American software company

PROS Holdings, Inc. is a technology company that provides revenue management, dynamic pricing, and digital retailing solutions. Following its acquisition by investment firm Thoma Bravo, the company separated its B2B and airline businesses, refocusing its operations exclusively on the airline industry. Headquartered in Houston, Texas, PROS operates globally with offices across Europe and North America, including locations in Frankfurt, Germany, and Sofia, Bulgaria.

==History==
In June 2007, PROS became a publicly traded company following its initial public offering which raised $75.1 million at $11 per share.

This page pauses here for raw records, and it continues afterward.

//! Category parameter extraction.
//!
//! Runs on every classified intent regardless of which path picked the
//! categories, so downstream steps always see the same parameter shapes.

use lazy_static::lazy_static;
use lingo_core::{
    Category, IntentParams, Length, SummarizeParams, SummaryType, TranslateParams, WriteParams,
};
use regex::Regex;

use crate::language;

lazy_static! {
    static ref HEADLINE_CUE: Regex = Regex::new(r"\b(headline|title|one[\s-]liner)\b").unwrap();
    static ref TLDR_CUE: Regex =
        Regex::new(r"(\btl;?dr\b|\bone[\s-](sentence|line)\b|\bin a nutshell\b)").unwrap();
    static ref TEASER_CUE: Regex = Regex::new(r"\b(teaser|hook|preview|blurb)\b").unwrap();

    static ref SHORT_CUE: Regex =
        Regex::new(r"\b(brief|briefly|short|quick|concise|few words)\b").unwrap();
    static ref LONG_CUE: Regex = Regex::new(
        r"\b(detailed|long|in[\s-]depth|comprehensive|thorough|elaborate|full)\b"
    ).unwrap();

    static ref TONE_CUE: Regex = Regex::new(
        r"\b(formal|professional|casual|informal|friendly|polite|persuasive|neutral)\b"
    ).unwrap();
    static ref MARKDOWN_CUE: Regex =
        Regex::new(r"\b(markdown|bullet(ed)?|bullets|list|headings)\b").unwrap();
}

/// Summary type and length from cue words; key-points/medium by default
pub fn summarize_params(text: &str) -> SummarizeParams {
    let kind = if HEADLINE_CUE.is_match(text) {
        SummaryType::Headline
    } else if TLDR_CUE.is_match(text) {
        SummaryType::Tldr
    } else if TEASER_CUE.is_match(text) {
        SummaryType::Teaser
    } else {
        SummaryType::KeyPoints
    };

    SummarizeParams {
        kind,
        length: length_cue(text),
    }
}

/// Source defaults to "auto", target to the configured default language
pub fn translate_params(text: &str, default_language: &str) -> TranslateParams {
    TranslateParams {
        source_language: language::find_source_language(text)
            .unwrap_or("auto")
            .to_string(),
        target_language: language::find_target_language(text)
            .unwrap_or(default_language)
            .to_string(),
    }
}

pub fn write_params(text: &str) -> WriteParams {
    let tone = TONE_CUE
        .captures(text)
        .and_then(|c| c.get(1))
        .map(|m| match m.as_str() {
            "informal" => "casual",
            "polite" => "formal",
            other => other,
        })
        .unwrap_or("neutral");

    WriteParams {
        tone: tone.to_string(),
        length: length_cue(text),
        format: if MARKDOWN_CUE.is_match(text) {
            "markdown".to_string()
        } else {
            "plain-text".to_string()
        },
    }
}

/// Parameters for every category the intent names
pub fn extract_params(
    categories: impl IntoIterator<Item = Category>,
    text: &str,
    default_language: &str,
) -> IntentParams {
    let mut params = IntentParams::default();
    for category in categories {
        match category {
            Category::Summarize => params.summarize = Some(summarize_params(text)),
            Category::Translate => {
                params.translate = Some(translate_params(text, default_language))
            }
            Category::Write => params.write = Some(write_params(text)),
            Category::Research => {}
        }
    }
    params
}

fn length_cue(text: &str) -> Length {
    if SHORT_CUE.is_match(text) {
        Length::Short
    } else if LONG_CUE.is_match(text) {
        Length::Long
    } else {
        Length::Medium
    }
}
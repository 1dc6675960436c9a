//! Narrow multi-step detector.
//!
//! Recognizes only summarize-then-translate: a summarization cue together
//! with a target language. Everything else is left to the single-step path.

use lazy_static::lazy_static;
use lingo_core::{Capability, ExecutionPlan, ExecutionStep, ExecutionType, Intent, StepInput};
use lingo_in::{language, params};
use regex::Regex;

pub const SUMMARY_OUTPUT: &str = "summary_text";
pub const FINAL_OUTPUT: &str = "final_result";

lazy_static! {
    static ref SUMMARY_CUE: Regex = Regex::new(
        r"\b(summar(y|ies|i[sz]e|i[sz]ing)|overview|brief|tl;?dr|recap|gist|rundown|key points|main points|highlights|sum up|condense)\b"
    ).unwrap();

    static ref SEQUENCE_CUE: Regex = Regex::new(
        r"\b(then|after that|afterwards|followed by|and also|as well as)\b"
    ).unwrap();
}

/// Whether normalized text carries a summarization cue word
pub fn has_summary_cue(normalized: &str) -> bool {
    SUMMARY_CUE.is_match(normalized)
}

/// Whether planning is worth attempting for this request
pub fn needs_planning(intent: &Intent, normalized: &str) -> bool {
    !intent.secondary.is_empty()
        || SEQUENCE_CUE.is_match(normalized)
        || (has_summary_cue(normalized) && language::find_target_language(normalized).is_some())
}

/// Two-step summarize→translate plan, if the request asks for one
pub fn detect_summarize_translate(normalized: &str) -> Option<ExecutionPlan> {
    if !has_summary_cue(normalized) {
        return None;
    }
    let target = language::find_target_language(normalized)?;
    let summary = params::summarize_params(normalized);

    Some(ExecutionPlan {
        execution_type: ExecutionType::Sequential,
        steps: vec![
            ExecutionStep::new(1, Capability::SummarizePage, StepInput::CurrentPage)
                .output(SUMMARY_OUTPUT)
                .param("type", summary.kind.as_str())
                .param("length", summary.length.as_str()),
            ExecutionStep::new(
                2,
                Capability::TranslateText,
                StepInput::Output(SUMMARY_OUTPUT.to_string()),
            )
            .output(FINAL_OUTPUT)
            .param("source_language", "auto")
            .param("target_language", target),
        ],
        final_output_language: Some(target.to_string()),
        reasoning: format!(
            "Summarization cue with target language {}",
            language::name_for(target).unwrap_or(target)
        ),
    })
}
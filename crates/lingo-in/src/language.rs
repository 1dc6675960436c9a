//! Language-name extraction for translation parameters.
//!
//! Maps English and native language names to ISO-639-1 codes and finds
//! the target ("to/into/in <language>") and source ("from <language>")
//! of a translation request.

use lazy_static::lazy_static;
use regex::Regex;

/// (name, code). Native spellings sit next to the English name.
const LANGUAGES: &[(&str, &str)] = &[
    ("english", "en"),
    ("spanish", "es"),
    ("español", "es"),
    ("espanol", "es"),
    ("castilian", "es"),
    ("french", "fr"),
    ("français", "fr"),
    ("francais", "fr"),
    ("german", "de"),
    ("deutsch", "de"),
    ("italian", "it"),
    ("italiano", "it"),
    ("portuguese", "pt"),
    ("português", "pt"),
    ("portugues", "pt"),
    ("dutch", "nl"),
    ("nederlands", "nl"),
    ("russian", "ru"),
    ("chinese", "zh"),
    ("mandarin", "zh"),
    ("japanese", "ja"),
    ("korean", "ko"),
    ("arabic", "ar"),
    ("hindi", "hi"),
    ("bengali", "bn"),
    ("turkish", "tr"),
    ("polish", "pl"),
    ("swedish", "sv"),
    ("norwegian", "no"),
    ("danish", "da"),
    ("finnish", "fi"),
    ("greek", "el"),
    ("hebrew", "he"),
    ("ukrainian", "uk"),
    ("czech", "cs"),
    ("vietnamese", "vi"),
    ("thai", "th"),
    ("indonesian", "id"),
];

lazy_static! {
    /// Non-capturing alternation of every language name, longest first
    pub static ref LANGUAGE_ALTERNATION: String = {
        let mut names: Vec<&str> = LANGUAGES.iter().map(|(name, _)| *name).collect();
        names.sort_by(|a, b| b.len().cmp(&a.len()).then(a.cmp(b)));
        let escaped: Vec<String> = names.iter().map(|n| regex::escape(n)).collect();
        format!("(?:{})", escaped.join("|"))
    };

    static ref TO_LANGUAGE: Regex = Regex::new(
        &format!(r"(?i)\b(?:to|into)\s+({})\b", LANGUAGE_ALTERNATION.as_str())
    ).unwrap();

    static ref IN_LANGUAGE: Regex = Regex::new(
        &format!(r"(?i)\bin\s+({})\b", LANGUAGE_ALTERNATION.as_str())
    ).unwrap();

    static ref FROM_LANGUAGE: Regex = Regex::new(
        &format!(r"(?i)\bfrom\s+({})\b", LANGUAGE_ALTERNATION.as_str())
    ).unwrap();

    static ref ANY_LANGUAGE: Regex = Regex::new(
        &format!(r"(?i)\b({})\b", LANGUAGE_ALTERNATION.as_str())
    ).unwrap();
}

/// ISO-639-1 code for a language name
pub fn code_for(name: &str) -> Option<&'static str> {
    let name = name.trim().to_lowercase();
    LANGUAGES
        .iter()
        .find(|(n, _)| *n == name)
        .map(|(_, code)| *code)
}

/// English display name for a code
pub fn name_for(code: &str) -> Option<&'static str> {
    let code = code.trim().to_lowercase();
    LANGUAGES
        .iter()
        .find(|(_, c)| *c == code)
        .map(|(name, _)| *name)
}

/// Whether `code` is a known ISO-639-1 code
pub fn is_known_code(code: &str) -> bool {
    name_for(code).is_some()
}

/// Target language: "to/into <lang>" wins over "in <lang>"
pub fn find_target_language(text: &str) -> Option<&'static str> {
    TO_LANGUAGE
        .captures(text)
        .or_else(|| IN_LANGUAGE.captures(text))
        .and_then(|caps| caps.get(1))
        .and_then(|m| code_for(m.as_str()))
}

/// Source language from "from <lang>"
pub fn find_source_language(text: &str) -> Option<&'static str> {
    FROM_LANGUAGE
        .captures(text)
        .and_then(|caps| caps.get(1))
        .and_then(|m| code_for(m.as_str()))
}

/// Every language mentioned anywhere in the text, in order of appearance
pub fn mentioned_languages(text: &str) -> Vec<&'static str> {
    let mut codes = Vec::new();
    for m in ANY_LANGUAGE.find_iter(text) {
        if let Some(code) = code_for(m.as_str()) {
            if !codes.contains(&code) {
                codes.push(code);
            }
        }
    }
    codes
}

#[cfg(test)]
mod tests {
    use super::*;

    #[test]
    fn test_code_lookup() {
        assert_eq!(code_for("German"), Some("de"));
        assert_eq!(code_for("Deutsch"), Some("de"));
        assert_eq!(code_for("Klingon"), None);
        assert_eq!(name_for("ja"), Some("japanese"));
        assert!(is_known_code("pt"));
        assert!(!is_known_code("xx"));
    }

    #[test]
    fn test_target_language() {
        assert_eq!(find_target_language("give me a brief overview in german"), Some("de"));
        assert_eq!(find_target_language("translate this to Spanish"), Some("es"));
        assert_eq!(find_target_language("put it into français please"), Some("fr"));
        assert_eq!(
            find_target_language("the article in english, translate it to japanese"),
            Some("ja")
        );
        assert_eq!(find_target_language("summarize the german article"), None);
    }

    #[test]
    fn test_source_language() {
        assert_eq!(find_source_language("translate from italian to english"), Some("it"));
        assert_eq!(find_source_language("translate to english"), None);
    }

    #[test]
    fn test_mentions() {
        assert_eq!(mentioned_languages("german or french, not german"), vec!["de", "fr"]);
        assert!(mentioned_languages("a germane point").is_empty());
    }
}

In 2024, PROS was described by the Houston Business Journal as one of the largest Houston-Area public companies.

On June 2, 2025 Jeff Cotten became president and CEO, succeeding Andres Reiner, who moved into a senior advisory role.

In September 2025, private equity firm Thoma Bravo announced it's intent to acquire PROS for $1.4 billion and take the company private. As part of the transaction, PROS' B2B assets were slated to combine with Conga, another Thoma Bravo portfolio company.

== Mergers and Acquisitions ==
PROS first acquisition occurred in October 2013 with the purchase of Cameleon Software, a provider of Configure, Price, Quote (CPQ) tools, for $33 million. Later that year, PROS acquired SignalDemand for $13.5 million.

In 2017, the company acquired Vayant Travel Technologies, an airfare search company based in Sofia, Bulgaria, for $35 million. This was followed by the acquisition of French travel technology firm Travelaer SAS in 2019 for $12 million.

In 2021, PROS acquired Miami-based fare-marketing company EveryMundo for $90 million.